O artigo de Liana Sabo,colega de profissão e minha amiga pessoal, é uma lição de história para quem, como nós, não viveu de perto aquele momento.,Os mais jovens deveriam ler e guardar
ARTIGO
A noite insone
Por Liana Sabo
Publicação: 14/03/2015 04:00
Trinta anos atrás, eu era repórter na área de política externa. A fim de me desincumbir com eficiência da tarefa, voltei à universidade para cursar cadeiras de relações internacionais, ministradas por embaixadores aos quais ouvia e entrevistava no Itamaraty. Para o jornalismo daquela época, o setor dava mais ibope que a política interna.
O Brasil começava a ter a importância (o peso específico, no jargão dos diplomatas) reconhecida. Tanto a direita quanto a esquerda torciam pelo advento da Nova República. Tancredo era o cara! Natural que para a sua posse quisesse vir todo o mundo.

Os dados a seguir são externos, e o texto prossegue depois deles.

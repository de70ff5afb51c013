use arges_core::db::open_db_in_memory;
use arges_core::{
    Author, Book, EntityStore, Link, RelationshipIndex, SequentialIdGenerator, SqliteEntityStore,
    SqliteRelationshipIndex,
};
use rusqlite::Connection;
use std::collections::BTreeSet;
use uuid::Uuid;

struct Fixture {
    books: Vec<Book>,
    authors: Vec<Author>,
}

/// Books b1..b3, authors a1 ("Foo Bar") and a2 ("Hoge Hoge"),
/// links (b1,a1), (b2,a1), (b3,a2).
fn seed(conn: &Connection, ids: &SequentialIdGenerator) -> Fixture {
    let store = SqliteEntityStore::new(conn, ids);
    let index = SqliteRelationshipIndex::new(conn);
    let books: Vec<Book> = ["Title 1", "Title 2", "Title 3"]
        .into_iter()
        .map(|title| store.add_book(title).unwrap())
        .collect();
    let authors: Vec<Author> = ["Foo Bar", "Hoge Hoge"]
        .into_iter()
        .map(|name| store.add_author(name).unwrap())
        .collect();
    index.link(books[0].id, authors[0].id).unwrap();
    index.link(books[1].id, authors[0].id).unwrap();
    index.link(books[2].id, authors[1].id).unwrap();
    Fixture { books, authors }
}

#[test]
fn lookups_answer_both_directions() {
    let conn = open_db_in_memory().unwrap();
    let ids = SequentialIdGenerator::new();
    let fx = seed(&conn, &ids);
    let index = SqliteRelationshipIndex::new(&conn);

    let expected: BTreeSet<_> = [fx.books[0].id, fx.books[1].id].into_iter().collect();
    assert_eq!(index.book_ids_of(fx.authors[0].id).unwrap(), expected);
    assert_eq!(
        index.author_id_of(fx.books[2].id).unwrap(),
        Some(fx.authors[1].id)
    );
}

#[test]
fn unknown_ids_resolve_to_absent() {
    let conn = open_db_in_memory().unwrap();
    let ids = SequentialIdGenerator::new();
    seed(&conn, &ids);
    let index = SqliteRelationshipIndex::new(&conn);

    assert_eq!(index.author_id_of(Uuid::from_u128(777)).unwrap(), None);
    assert!(index.book_ids_of(Uuid::from_u128(778)).unwrap().is_empty());
}

#[test]
fn duplicate_links_make_author_ambiguous() {
    let conn = open_db_in_memory().unwrap();
    let ids = SequentialIdGenerator::new();
    let fx = seed(&conn, &ids);
    let index = SqliteRelationshipIndex::new(&conn);

    index.link(fx.books[2].id, fx.authors[0].id).unwrap();
    assert_eq!(index.author_id_of(fx.books[2].id).unwrap(), None);

    // Same pair twice is still more than one link.
    index.link(fx.books[0].id, fx.authors[0].id).unwrap();
    assert_eq!(index.author_id_of(fx.books[0].id).unwrap(), None);
}

#[test]
fn unlink_removes_every_link_of_the_book() {
    let conn = open_db_in_memory().unwrap();
    let ids = SequentialIdGenerator::new();
    let fx = seed(&conn, &ids);
    let index = SqliteRelationshipIndex::new(&conn);
    index.link(fx.books[0].id, fx.authors[1].id).unwrap();

    assert_eq!(index.unlink(fx.books[0].id).unwrap(), 2);
    assert_eq!(index.unlink(fx.books[0].id).unwrap(), 0);
    assert_eq!(index.author_id_of(fx.books[0].id).unwrap(), None);
    assert_eq!(
        index.list_links().unwrap(),
        vec![
            Link {
                book_id: fx.books[1].id,
                author_id: fx.authors[0].id,
            },
            Link {
                book_id: fx.books[2].id,
                author_id: fx.authors[1].id,
            },
        ]
    );
}

#[test]
fn link_to_missing_entity_is_rejected_by_foreign_keys() {
    let conn = open_db_in_memory().unwrap();
    let ids = SequentialIdGenerator::new();
    let fx = seed(&conn, &ids);
    let index = SqliteRelationshipIndex::new(&conn);

    assert!(index.link(Uuid::from_u128(500), fx.authors[0].id).is_err());
    assert!(index.link(fx.books[0].id, Uuid::from_u128(501)).is_err());
    assert_eq!(index.list_links().unwrap().len(), 3);
}
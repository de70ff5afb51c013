//! Repository layer over the catalog tables.
//!
//! # Responsibility
//! - Define the entity store and relationship index contracts.
//! - Keep SQL details out of the service layer.
//!
//! # Invariants
//! - Lookups report absence as `Ok(None)` or an empty collection, never as
//!   an error.
//! - Read paths reject unparsable persisted identifiers instead of masking
//!   them.

use crate::db::DbError;
use crate::model::id::EntityId;
use std::error::Error;
use std::fmt::{Display, Formatter};
use uuid::Uuid;

pub mod entity_store;
pub mod relationship_index;

pub type RepoResult<T> = Result<T, RepoError>;

/// Storage-level failure from a repository call.
#[derive(Debug)]
pub enum RepoError {
    Db(DbError),
    InvalidData(String),
}

impl Display for RepoError {
    fn fmt(&self, f: &mut Formatter<'_>) -> std::fmt::Result {
        match self {
            Self::Db(err) => write!(f, "{err}"),
            Self::InvalidData(message) => write!(f, "invalid persisted catalog data: {message}"),
        }
    }
}

impl Error for RepoError {
    fn source(&self) -> Option<&(dyn Error + 'static)> {
        match self {
            Self::Db(err) => Some(err),
            Self::InvalidData(_) => None,
        }
    }
}

impl From<DbError> for RepoError {
    fn from(value: DbError) -> Self {
        Self::Db(value)
    }
}

impl From<rusqlite::Error> for RepoError {
    fn from(value: rusqlite::Error) -> Self {
        Self::Db(DbError::Sqlite(value))
    }
}

pub(crate) fn parse_entity_id(value: &str, column: &str) -> RepoResult<EntityId> {
    Uuid::parse_str(value)
        .map_err(|_| RepoError::InvalidData(format!("invalid id value `{value}` in {column}")))
}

Na manhã de 14 de março de 1985 (era quinta-feira), os primeiros a chegar vinham de mais perto: os presidentes Raúl Alfonsín, da Argentina, e Julio María Sanguinetti, do Uruguai. À tarde, a revoada de aeronaves na Base Aérea ficou mais intensa. Até um Ilyushin, de fabricação soviética, trouxe a bordo o charmoso comandante sandinista Daniel Ortega, presidente da Nicarágua.
O então ministro das Relações Exteriores, Ramiro Elísio Saraiva Guerreiro, cumpria a protocolar recepção, descansando na estação de passageiros entre um pé de escada de avião e outro. Tudo transcorria de acordo com o previsto até o fim da missa, da qual o presidente eleito saiu com a mão no baixo ventre e uma careta de dor.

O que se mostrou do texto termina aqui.